本发明实施例1-4及对照例1-2的色谱条件如下:
色谱柱:BPX70(60m×0.25mm×0.25μm);进样口温度:250℃;检测器温度:270℃;柱温升温程序:开始温度130℃保持1min,以6.5℃/min上升到170℃,以2.75℃/min上升到215℃保持10min;载气:高纯N2(纯度≥99.999%);进样方式:分流进样(分流比25∶1);恒压模式:29.885psi;尾吹气:60mL/min;进样量:1.0μL。在此条件下37种脂肪酸混标色谱图如图1所示,仅在25分钟内即可将37种脂肪酸完全分离。
为测试本发明实施例1的回收效率,采用添加ARA标样的方式测试本发明实施例1的回收率,ARA回收率标准曲线如图2所示,回收率见下表。
第一种奶粉(喜宝3段)的ARA在加标量为60~120mg/L下其回收率99.00%~118.28%,变异系数0.016~0.081;第二种奶粉(配方羊奶)的ARA在加标量为80-~150mg/L下其回收率为94.25%~106.12%,变异系数0.026~0.063,稳定性好。

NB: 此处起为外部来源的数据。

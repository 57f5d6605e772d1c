//! Document adapters

pub mod errors;
pub mod json;

pub use errors::DocumentError;
pub use json::JsonDocument;
//! Conditions gating assessments on document content

pub mod json_pointer;

pub use json_pointer::JsonPointerCondition;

为测试本发明实施例1的回收效率,采用添加EPA标样的方式测试本发明实施例1的回收率,EPA回收率标准曲线如图3所示,回收率见下表。
如图3所示,EPA标准溶液浓度分别为15、30、50、100、250、500mg/L,EPA标准曲线为y=0.4269x+0.9455,R=0.9982,线性关系良好。第一种奶粉(喜宝3段)的EPA在加标量为15~60mg/L下其回收率91.11%~120.27%,变异系数0.042~0.102;第二种奶粉(配方羊奶)的EPA在加标量为15-~60mg/L下其回收率为101.45%~121.33%,变异系数0.031~0.069。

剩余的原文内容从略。